There is also lots of controversy in the scientific literature when it comes to the question of where the disease begins. Some researchers believe that it starts in the brain and then migrates to the peripheral nerves and muscles (hence this theory is called “Dying-forward”). Other scientists believe that it all starts at the periphery at the neuromuscular junction and later affects the neurons in the brain (hence this theory is called “Dying-backward”).
Due to the lack of diagnostic tests in early disease, clinicians have to depend on clinical symptoms, identifying combinations of UMN and LMN signs. There is usually further delay with definite diagnostics, as the typical ALS symptoms can be part of many other rare neurodegenerative disorders.
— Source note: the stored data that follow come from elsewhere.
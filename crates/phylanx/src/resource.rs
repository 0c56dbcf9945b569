//! Resource ceilings enforced during evaluation: a cap on the number of
//! primitive nodes evaluated, and a cap on nested function-application depth.
//!
//! Both counters run unconditionally (cheap atomic increments); only the
//! ceiling check is skipped when a [`crate::config::RunConfig`] leaves a limit
//! as `None`, which is how the CLI's default, unrestricted run behaves.

use std::fmt;
use std::sync::atomic::{AtomicUsize, Ordering};

use crate::config::RunConfig;

/// A failure reported when a configured ceiling is exceeded mid-evaluation.
#[derive(Debug, Clone, Copy)]
pub enum ResourceError {
    /// More primitive nodes were evaluated than the configured ceiling.
    NodeCount { limit: usize, count: usize },
    /// Nested function application exceeded the configured recursion ceiling.
    Recursion { limit: usize, depth: usize },
}

impl fmt::Display for ResourceError {
    fn fmt(&self, f: &mut fmt::Formatter<'_>) -> fmt::Result {
        match self {
            Self::NodeCount { limit, count } => write!(f, "node evaluation limit exceeded: {count} > {limit}"),
            Self::Recursion { limit, depth } => write!(f, "recursion depth limit exceeded: {depth} > {limit}"),
        }
    }
}

impl std::error::Error for ResourceError {}

/// Tracks node-evaluation count and call-stack depth against the ceilings
/// carried by a [`RunConfig`]. Shared across worker threads via `&self` —
/// every counter is an atomic, so no lock is needed around either check.
#[derive(Debug)]
pub struct ResourceTracker {
    max_nodes: Option<usize>,
    max_recursion_depth: Option<usize>,
    nodes_evaluated: AtomicUsize,
    call_depth: AtomicUsize,
}

impl ResourceTracker {
    #[must_use]
    pub fn new(config: &RunConfig) -> Self {
        Self {
            max_nodes: config.max_nodes,
            max_recursion_depth: config.max_recursion_depth,
            nodes_evaluated: AtomicUsize::new(0),
            call_depth: AtomicUsize::new(0),
        }
    }

    /// Records one more node evaluation, failing once the configured ceiling
    /// has been passed.
    pub fn record_node(&self) -> Result<(), ResourceError> {
        let count = self.nodes_evaluated.fetch_add(1, Ordering::Relaxed) + 1;
        if let Some(limit) = self.max_nodes
            && count > limit
        {
            return Err(ResourceError::NodeCount { limit, count });
        }
        Ok(())
    }

    /// Enters one function application, failing if doing so would exceed the
    /// configured recursion ceiling. The returned guard releases the depth
    /// budget on drop, so an early `?` return from the call still unwinds it.
    pub fn enter_call(&self) -> Result<CallGuard<'_>, ResourceError> {
        let depth = self.call_depth.fetch_add(1, Ordering::Relaxed) + 1;
        if let Some(limit) = self.max_recursion_depth
            && depth > limit
        {
            self.call_depth.fetch_sub(1, Ordering::Relaxed);
            return Err(ResourceError::Recursion { limit, depth });
        }
        Ok(CallGuard { tracker: self })
    }

    #[must_use]
    pub fn nodes_evaluated(&self) -> usize {
        self.nodes_evaluated.load(Ordering::Relaxed)
    }
}

/// Releases one unit of call-stack depth when a function application
/// returns, including via an early error, so a failed call never leaks
/// recursion budget.
pub struct CallGuard<'t> {
    tracker: &'t ResourceTracker,
}

impl Drop for CallGuard<'_> {
    fn drop(&mut self) {
        self.tracker.call_depth.fetch_sub(1, Ordering::Relaxed);
    }
}

#[cfg(test)]
mod tests {
    use super::*;

    #[test]
    fn node_count_limit_is_enforced() {
        let config = RunConfig::default().with_max_nodes(Some(2));
        let tracker = ResourceTracker::new(&config);
        tracker.record_node().unwrap();
        tracker.record_node().unwrap();
        assert!(tracker.record_node().is_err());
    }

    #[test]
    fn recursion_guard_releases_depth_on_drop() {
        let config = RunConfig::default().with_max_recursion_depth(Some(1));
        let tracker = ResourceTracker::new(&config);
        {
            let _guard = tracker.enter_call().unwrap();
            assert!(tracker.enter_call().is_err());
        }
        assert!(tracker.enter_call().is_ok());
    }

    #[test]
    fn no_limit_never_rejects() {
        let tracker = ResourceTracker::new(&RunConfig::default());
        for _ in 0..1000 {
            tracker.record_node().unwrap();
        }
        assert_eq!(tracker.nodes_evaluated(), 1000);
    }
}
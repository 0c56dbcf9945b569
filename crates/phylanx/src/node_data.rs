//! Element-typed array storage backing the numeric [`crate::value::Value`] variants.
//!
//! Numeric data comes in three element types (`u8`, `i64`, `f64`) and five
//! shape/reference combinations (scalar, 1-D owned, 2-D owned, 1-D reference,
//! 2-D reference). The dense array kernels themselves (the element-wise math, `dot`,
//! `inverse`) are delegated to `ndarray`, the external linear-algebra library assumed
//! by the specification; this module only owns storage and shape bookkeeping.
//!
//! References (indices 3 and 4) are not Rust borrows: they are a reference-counted
//! handle onto the owning array plus a [`BasicSlice`] descriptor per axis. This keeps
//! [`crate::value::Value`] `'static` and freely movable across the scoped-thread
//! fan-out the executor uses for independent operands, while still letting a modifying
//! slice detect "this is a view" and materialize owned storage before writing (the
//! copy-on-write rule of §4.5).

use std::sync::Arc;

use ndarray::{Array1, Array2};

/// The element type carried by a numeric value.
#[derive(Debug, Clone, Copy, PartialEq, Eq)]
pub enum ElemType {
    U8,
    I64,
    F64,
}

/// A single scalar numeric value (rank 0).
#[derive(Debug, Clone, Copy, PartialEq)]
pub enum Scalar {
    U8(u8),
    I64(i64),
    F64(f64),
}

impl Scalar {
    #[must_use]
    pub fn elem_type(self) -> ElemType {
        match self {
            Self::U8(_) => ElemType::U8,
            Self::I64(_) => ElemType::I64,
            Self::F64(_) => ElemType::F64,
        }
    }

    #[must_use]
    pub fn as_f64(self) -> f64 {
        match self {
            Self::U8(v) => f64::from(v),
            Self::I64(v) => v as f64,
            Self::F64(v) => v,
        }
    }

    #[must_use]
    pub fn as_bool(self) -> bool {
        self.as_f64() != 0.0
    }
}

/// Owned 1-D array storage, typed by element kind.
#[derive(Debug, Clone, PartialEq)]
pub enum VectorData {
    U8(Array1<u8>),
    I64(Array1<i64>),
    F64(Array1<f64>),
}

/// Owned 2-D array storage, typed by element kind.
#[derive(Debug, Clone, PartialEq)]
pub enum MatrixData {
    U8(Array2<u8>),
    I64(Array2<i64>),
    F64(Array2<f64>),
}

/// A basic (start, stop, step) slice along one axis, already normalized to be
/// non-negative and in-range (see [`crate::slicing::normalize_basic_slice`]).
#[derive(Debug, Clone, Copy, PartialEq, Eq)]
pub struct BasicSlice {
    pub start: usize,
    pub stop: usize,
    pub step: usize,
}

impl BasicSlice {
    #[must_use]
    pub fn whole(len: usize) -> Self {
        Self {
            start: 0,
            stop: len,
            step: 1,
        }
    }

    /// Number of elements this slice selects.
    #[must_use]
    pub fn len(self) -> usize {
        if self.stop <= self.start {
            0
        } else {
            (self.stop - self.start).div_ceil(self.step)
        }
    }

    #[must_use]
    pub fn is_empty(self) -> bool {
        self.len() == 0
    }

    #[must_use]
    pub fn is_contiguous(self) -> bool {
        self.step == 1
    }
}

/// A read-only view onto a shared owner vector: no data is copied until the view is
/// materialized or written through.
#[derive(Debug, Clone, PartialEq)]
pub struct VectorView {
    pub owner: Arc<VectorData>,
    pub slice: BasicSlice,
}

/// A read-only view onto a shared owner matrix along both axes.
#[derive(Debug, Clone, PartialEq)]
pub struct MatrixView {
    pub owner: Arc<MatrixData>,
    pub rows: BasicSlice,
    pub cols: BasicSlice,
}

impl VectorData {
    #[must_use]
    pub fn elem_type(&self) -> ElemType {
        match self {
            Self::U8(_) => ElemType::U8,
            Self::I64(_) => ElemType::I64,
            Self::F64(_) => ElemType::F64,
        }
    }

    #[must_use]
    pub fn len(&self) -> usize {
        match self {
            Self::U8(a) => a.len(),
            Self::I64(a) => a.len(),
            Self::F64(a) => a.len(),
        }
    }

    #[must_use]
    pub fn is_empty(&self) -> bool {
        self.len() == 0
    }

    #[must_use]
    pub fn get_f64(&self, idx: usize) -> f64 {
        match self {
            Self::U8(a) => f64::from(a[idx]),
            Self::I64(a) => a[idx] as f64,
            Self::F64(a) => a[idx],
        }
    }

    #[must_use]
    pub fn get_scalar(&self, idx: usize) -> Scalar {
        match self {
            Self::U8(a) => Scalar::U8(a[idx]),
            Self::I64(a) => Scalar::I64(a[idx]),
            Self::F64(a) => Scalar::F64(a[idx]),
        }
    }

    #[must_use]
    pub fn from_f64_vec(values: Vec<f64>) -> Self {
        Self::F64(Array1::from_vec(values))
    }

    /// Gathers the elements at `indices` into a fresh owned vector, in the given order.
    #[must_use]
    pub fn gather(&self, indices: &[usize]) -> Self {
        match self {
            Self::U8(a) => Self::U8(Array1::from_iter(indices.iter().map(|&i| a[i]))),
            Self::I64(a) => Self::I64(Array1::from_iter(indices.iter().map(|&i| a[i]))),
            Self::F64(a) => Self::F64(Array1::from_iter(indices.iter().map(|&i| a[i]))),
        }
    }
}

impl MatrixData {
    #[must_use]
    pub fn elem_type(&self) -> ElemType {
        match self {
            Self::U8(_) => ElemType::U8,
            Self::I64(_) => ElemType::I64,
            Self::F64(_) => ElemType::F64,
        }
    }

    #[must_use]
    pub fn shape(&self) -> (usize, usize) {
        match self {
            Self::U8(a) => (a.nrows(), a.ncols()),
            Self::I64(a) => (a.nrows(), a.ncols()),
            Self::F64(a) => (a.nrows(), a.ncols()),
        }
    }

    #[must_use]
    pub fn get_f64(&self, row: usize, col: usize) -> f64 {
        match self {
            Self::U8(a) => f64::from(a[[row, col]]),
            Self::I64(a) => a[[row, col]] as f64,
            Self::F64(a) => a[[row, col]],
        }
    }

    #[must_use]
    pub fn get_scalar(&self, row: usize, col: usize) -> Scalar {
        match self {
            Self::U8(a) => Scalar::U8(a[[row, col]]),
            Self::I64(a) => Scalar::I64(a[[row, col]]),
            Self::F64(a) => Scalar::F64(a[[row, col]]),
        }
    }

    #[must_use]
    pub fn from_f64_rows(rows: Vec<Vec<f64>>) -> Self {
        let nrows = rows.len();
        let ncols = rows.first().map_or(0, Vec::len);
        let flat: Vec<f64> = rows.into_iter().flatten().collect();
        Self::F64(Array2::from_shape_vec((nrows, ncols), flat).expect("row lengths already validated equal"))
    }

    #[must_use]
    pub fn row(&self, row: usize) -> VectorData {
        match self {
            Self::U8(a) => VectorData::U8(a.row(row).to_owned()),
            Self::I64(a) => VectorData::I64(a.row(row).to_owned()),
            Self::F64(a) => VectorData::F64(a.row(row).to_owned()),
        }
    }

    #[must_use]
    pub fn column(&self, col: usize) -> VectorData {
        match self {
            Self::U8(a) => VectorData::U8(a.column(col).to_owned()),
            Self::I64(a) => VectorData::I64(a.column(col).to_owned()),
            Self::F64(a) => VectorData::F64(a.column(col).to_owned()),
        }
    }
}

impl VectorView {
    #[must_use]
    pub fn len(&self) -> usize {
        self.slice.len()
    }

    #[must_use]
    pub fn is_empty(&self) -> bool {
        self.len() == 0
    }

    /// Materializes this view into an owned vector, copying through the slice descriptor.
    /// This is the copy-on-write step a modifying slice must perform before writing.
    #[must_use]
    pub fn to_owned_vector(&self) -> VectorData {
        let indices: Vec<usize> = (0..self.slice.len())
            .map(|i| self.slice.start + i * self.slice.step)
            .collect();
        self.owner.gather(&indices)
    }

    #[must_use]
    pub fn get_f64(&self, idx: usize) -> f64 {
        self.owner.get_f64(self.slice.start + idx * self.slice.step)
    }
}

impl MatrixView {
    #[must_use]
    pub fn shape(&self) -> (usize, usize) {
        (self.rows.len(), self.cols.len())
    }

    /// Materializes this view into an owned matrix, copying through both slice descriptors.
    #[must_use]
    pub fn to_owned_matrix(&self) -> MatrixData {
        let (nrows, ncols) = self.shape();
        let mut rows = Vec::with_capacity(nrows);
        for r in 0..nrows {
            let mut row = Vec::with_capacity(ncols);
            for c in 0..ncols {
                let abs_r = self.rows.start + r * self.rows.step;
                let abs_c = self.cols.start + c * self.cols.step;
                row.push(self.owner.get_f64(abs_r, abs_c));
            }
            rows.push(row);
        }
        MatrixData::from_f64_rows(rows)
    }
}

/// The five rank/reference-ness combinations numeric [`crate::value::Value`] variants
/// can take, with a fixed `index()` ordering matching the specification (0 scalar,
/// 1 owned 1-D, 2 owned 2-D, 3 reference 1-D, 4 reference 2-D) so slicing dispatch can
/// switch on it directly.
#[derive(Debug, Clone)]
pub enum NodeData {
    Scalar(Scalar),
    Vector(VectorData),
    Matrix(MatrixData),
    VectorRef(VectorView),
    MatrixRef(MatrixView),
}

impl NodeData {
    #[must_use]
    pub fn index(&self) -> u8 {
        match self {
            Self::Scalar(_) => 0,
            Self::Vector(_) => 1,
            Self::Matrix(_) => 2,
            Self::VectorRef(_) => 3,
            Self::MatrixRef(_) => 4,
        }
    }

    /// Converts a reference variant into the equivalent owned storage; a no-op on
    /// already-owned data. Used before any modifying slice writes through.
    #[must_use]
    pub fn into_owned(self) -> Self {
        match self {
            Self::VectorRef(view) => Self::Vector(view.to_owned_vector()),
            Self::MatrixRef(view) => Self::Matrix(view.to_owned_matrix()),
            other => other,
        }
    }
}

#[cfg(test)]
mod tests {
    use super::*;

    #[test]
    fn index_is_monotone_over_rank_and_refness() {
        let scalar = NodeData::Scalar(Scalar::F64(1.0));
        let vector = NodeData::Vector(VectorData::from_f64_vec(vec![1.0, 2.0]));
        let owner = Arc::new(VectorData::from_f64_vec(vec![1.0, 2.0, 3.0]));
        let view = NodeData::VectorRef(VectorView {
            owner,
            slice: BasicSlice::whole(3),
        });
        assert_eq!(scalar.index(), 0);
        assert_eq!(vector.index(), 1);
        assert_eq!(view.index(), 3);
    }

    #[test]
    fn view_materializes_through_step() {
        let owner = Arc::new(VectorData::from_f64_vec(vec![0.0, 1.0, 2.0, 3.0, 4.0]));
        let view = VectorView {
            owner,
            slice: BasicSlice {
                start: 1,
                stop: 5,
                step: 2,
            },
        };
        let owned = view.to_owned_vector();
        assert_eq!(owned.len(), 2);
        assert_eq!(owned.get_f64(0), 1.0);
        assert_eq!(owned.get_f64(1), 3.0);
    }
}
Thus, an elaborate clinical and laboratory analysis is required for differential diagnosis, where tests involving brain imaging are often helpful for early diagnosis.
As there is no complete understanding of why, where, and how the disease starts, finding treatment remains challenging. Further, the lack of proper early stage diagnostic techniques means that precious time is lost when the probability of effective treatment is at its highest.
To date, there is only one drug, Riluzole, that has been shown to change the course of the disease, and it only helps for a few months. But this does not mean that there is no progress. Lots of promising research has been achieved in other animals, and there is need to translate this research to humans.
At present, most of the treatment for ALS is symptomatic and supportive. They include physiotherapy, orthotics, and treatment of pain, dysphagia (difficulty in swallowing), dyspnea (difficulty in breathing), pain, constipation, loss of voice, and mental and emotional problems.